■ What you will do
Go through the following data and transcribe exactly the stretch of lines from the one holding "filename src/voxel/block_type.rs" to the one holding "pub const ALL: [BlockType;", both included.

*** Exercise inputs ***

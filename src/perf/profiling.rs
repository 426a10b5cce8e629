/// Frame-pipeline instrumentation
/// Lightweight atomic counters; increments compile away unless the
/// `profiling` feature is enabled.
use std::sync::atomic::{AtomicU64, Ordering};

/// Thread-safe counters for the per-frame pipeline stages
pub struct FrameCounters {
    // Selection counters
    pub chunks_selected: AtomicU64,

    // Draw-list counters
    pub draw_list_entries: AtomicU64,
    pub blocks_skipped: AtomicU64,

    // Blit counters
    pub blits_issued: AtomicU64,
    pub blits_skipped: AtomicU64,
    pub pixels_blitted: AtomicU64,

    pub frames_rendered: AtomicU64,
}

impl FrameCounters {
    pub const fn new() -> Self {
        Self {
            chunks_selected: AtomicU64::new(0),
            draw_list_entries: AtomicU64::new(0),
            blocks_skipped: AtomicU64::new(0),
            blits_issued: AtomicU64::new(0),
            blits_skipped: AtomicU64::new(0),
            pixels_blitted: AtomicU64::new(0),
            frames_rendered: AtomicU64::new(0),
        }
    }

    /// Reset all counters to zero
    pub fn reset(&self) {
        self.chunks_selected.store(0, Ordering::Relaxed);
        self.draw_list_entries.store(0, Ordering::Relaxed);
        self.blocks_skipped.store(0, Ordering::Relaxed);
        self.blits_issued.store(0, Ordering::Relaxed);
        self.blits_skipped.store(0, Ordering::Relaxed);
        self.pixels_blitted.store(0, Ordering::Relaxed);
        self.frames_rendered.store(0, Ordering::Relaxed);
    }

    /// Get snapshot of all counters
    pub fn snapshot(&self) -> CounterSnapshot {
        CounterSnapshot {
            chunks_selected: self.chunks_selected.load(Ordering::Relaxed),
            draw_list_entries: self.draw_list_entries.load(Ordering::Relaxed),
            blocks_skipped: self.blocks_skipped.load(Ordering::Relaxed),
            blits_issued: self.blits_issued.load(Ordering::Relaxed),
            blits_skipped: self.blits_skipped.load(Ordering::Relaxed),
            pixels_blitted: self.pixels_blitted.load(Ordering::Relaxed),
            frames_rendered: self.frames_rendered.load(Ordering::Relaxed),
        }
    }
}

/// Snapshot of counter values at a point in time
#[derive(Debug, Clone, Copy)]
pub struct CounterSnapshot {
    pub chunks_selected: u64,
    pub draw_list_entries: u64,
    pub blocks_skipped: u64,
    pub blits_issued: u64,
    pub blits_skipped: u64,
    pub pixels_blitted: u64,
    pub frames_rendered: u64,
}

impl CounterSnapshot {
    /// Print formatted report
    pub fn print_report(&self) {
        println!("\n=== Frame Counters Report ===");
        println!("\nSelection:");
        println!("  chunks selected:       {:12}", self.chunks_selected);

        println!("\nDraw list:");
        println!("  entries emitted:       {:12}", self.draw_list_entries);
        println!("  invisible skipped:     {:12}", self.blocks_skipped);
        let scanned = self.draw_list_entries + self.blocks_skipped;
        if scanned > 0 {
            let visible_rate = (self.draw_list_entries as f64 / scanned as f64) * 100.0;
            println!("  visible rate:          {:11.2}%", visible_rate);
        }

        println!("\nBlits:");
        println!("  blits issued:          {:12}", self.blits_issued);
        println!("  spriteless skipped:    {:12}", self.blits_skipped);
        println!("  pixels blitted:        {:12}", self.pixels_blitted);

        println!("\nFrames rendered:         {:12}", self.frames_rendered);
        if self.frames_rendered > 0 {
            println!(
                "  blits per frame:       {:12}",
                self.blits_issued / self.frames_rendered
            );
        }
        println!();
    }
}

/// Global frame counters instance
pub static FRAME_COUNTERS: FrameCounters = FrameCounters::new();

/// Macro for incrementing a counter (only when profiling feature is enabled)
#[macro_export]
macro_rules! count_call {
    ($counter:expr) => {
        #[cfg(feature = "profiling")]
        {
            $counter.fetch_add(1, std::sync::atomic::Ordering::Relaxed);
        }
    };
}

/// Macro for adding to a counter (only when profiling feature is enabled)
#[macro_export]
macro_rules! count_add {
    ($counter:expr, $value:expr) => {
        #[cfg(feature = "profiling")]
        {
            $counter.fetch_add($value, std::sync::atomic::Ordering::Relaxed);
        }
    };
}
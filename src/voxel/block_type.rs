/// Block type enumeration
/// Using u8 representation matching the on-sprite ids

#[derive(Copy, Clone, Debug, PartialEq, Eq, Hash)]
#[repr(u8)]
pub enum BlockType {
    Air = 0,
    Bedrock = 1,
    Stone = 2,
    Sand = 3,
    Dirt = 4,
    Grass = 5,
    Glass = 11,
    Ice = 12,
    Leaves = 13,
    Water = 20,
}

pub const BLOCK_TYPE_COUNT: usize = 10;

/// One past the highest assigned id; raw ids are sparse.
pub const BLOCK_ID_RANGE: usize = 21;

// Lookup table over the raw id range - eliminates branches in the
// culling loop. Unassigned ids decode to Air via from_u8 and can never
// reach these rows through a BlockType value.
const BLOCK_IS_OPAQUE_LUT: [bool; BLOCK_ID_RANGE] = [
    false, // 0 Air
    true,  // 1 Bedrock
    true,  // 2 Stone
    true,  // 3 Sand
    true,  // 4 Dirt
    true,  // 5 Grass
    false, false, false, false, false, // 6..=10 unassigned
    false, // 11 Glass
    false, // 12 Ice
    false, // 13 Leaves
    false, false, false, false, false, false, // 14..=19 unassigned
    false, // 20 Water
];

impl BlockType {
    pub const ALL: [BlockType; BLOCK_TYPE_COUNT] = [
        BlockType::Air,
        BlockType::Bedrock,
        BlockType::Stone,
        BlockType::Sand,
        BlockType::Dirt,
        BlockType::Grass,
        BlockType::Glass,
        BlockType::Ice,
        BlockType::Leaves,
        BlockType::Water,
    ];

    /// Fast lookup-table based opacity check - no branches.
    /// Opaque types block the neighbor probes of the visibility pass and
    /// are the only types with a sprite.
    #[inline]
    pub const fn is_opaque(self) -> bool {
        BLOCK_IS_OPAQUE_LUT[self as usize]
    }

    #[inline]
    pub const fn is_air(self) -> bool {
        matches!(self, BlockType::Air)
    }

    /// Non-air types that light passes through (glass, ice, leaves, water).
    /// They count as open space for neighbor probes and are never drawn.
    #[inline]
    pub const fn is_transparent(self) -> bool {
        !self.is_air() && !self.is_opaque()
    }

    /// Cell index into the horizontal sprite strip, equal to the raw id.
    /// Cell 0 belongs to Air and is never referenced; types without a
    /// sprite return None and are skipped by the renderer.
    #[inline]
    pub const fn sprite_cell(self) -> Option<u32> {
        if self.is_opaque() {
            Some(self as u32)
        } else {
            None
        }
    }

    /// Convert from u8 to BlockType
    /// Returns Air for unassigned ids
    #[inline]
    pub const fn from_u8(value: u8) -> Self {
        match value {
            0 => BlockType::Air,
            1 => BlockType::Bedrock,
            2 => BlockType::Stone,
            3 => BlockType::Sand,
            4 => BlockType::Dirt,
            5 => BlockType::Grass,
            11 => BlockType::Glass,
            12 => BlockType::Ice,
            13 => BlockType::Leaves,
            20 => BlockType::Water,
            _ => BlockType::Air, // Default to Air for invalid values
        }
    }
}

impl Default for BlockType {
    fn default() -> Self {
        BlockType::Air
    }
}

*** End of Exercise inputs ***

■ Answer section
filename src/voxel/block_type.rs
/// Block type enumeration
/// Using u8 representation matching the on-sprite ids

#[derive(Copy, Clone, Debug, PartialEq, Eq, Hash)]
#[repr(u8)]
pub enum BlockType {
    Air = 0,
    Bedrock = 1,
    Stone = 2,
    Sand = 3,
    Dirt = 4,
    Grass = 5,
    Glass = 11,
    Ice = 12,
    Leaves = 13,
    Water = 20,
}

pub const BLOCK_TYPE_COUNT: usize = 10;

/// One past the highest assigned id; raw ids are sparse.
pub const BLOCK_ID_RANGE: usize = 21;

// Lookup table over the raw id range - eliminates branches in the
// culling loop. Unassigned ids decode to Air via from_u8 and can never
// reach these rows through a BlockType value.
const BLOCK_IS_OPAQUE_LUT: [bool; BLOCK_ID_RANGE] = [
    false, // 0 Air
    true,  // 1 Bedrock
    true,  // 2 Stone
    true,  // 3 Sand
    true,  // 4 Dirt
    true,  // 5 Grass
    false, false, false, false, false, // 6..=10 unassigned
    false, // 11 Glass
    false, // 12 Ice
    false, // 13 Leaves
    false, false, false, false, false, false, // 14..=19 unassigned
    false, // 20 Water
];

impl BlockType {
    pub const ALL: [BlockType; BLOCK_TYPE_COUNT] = [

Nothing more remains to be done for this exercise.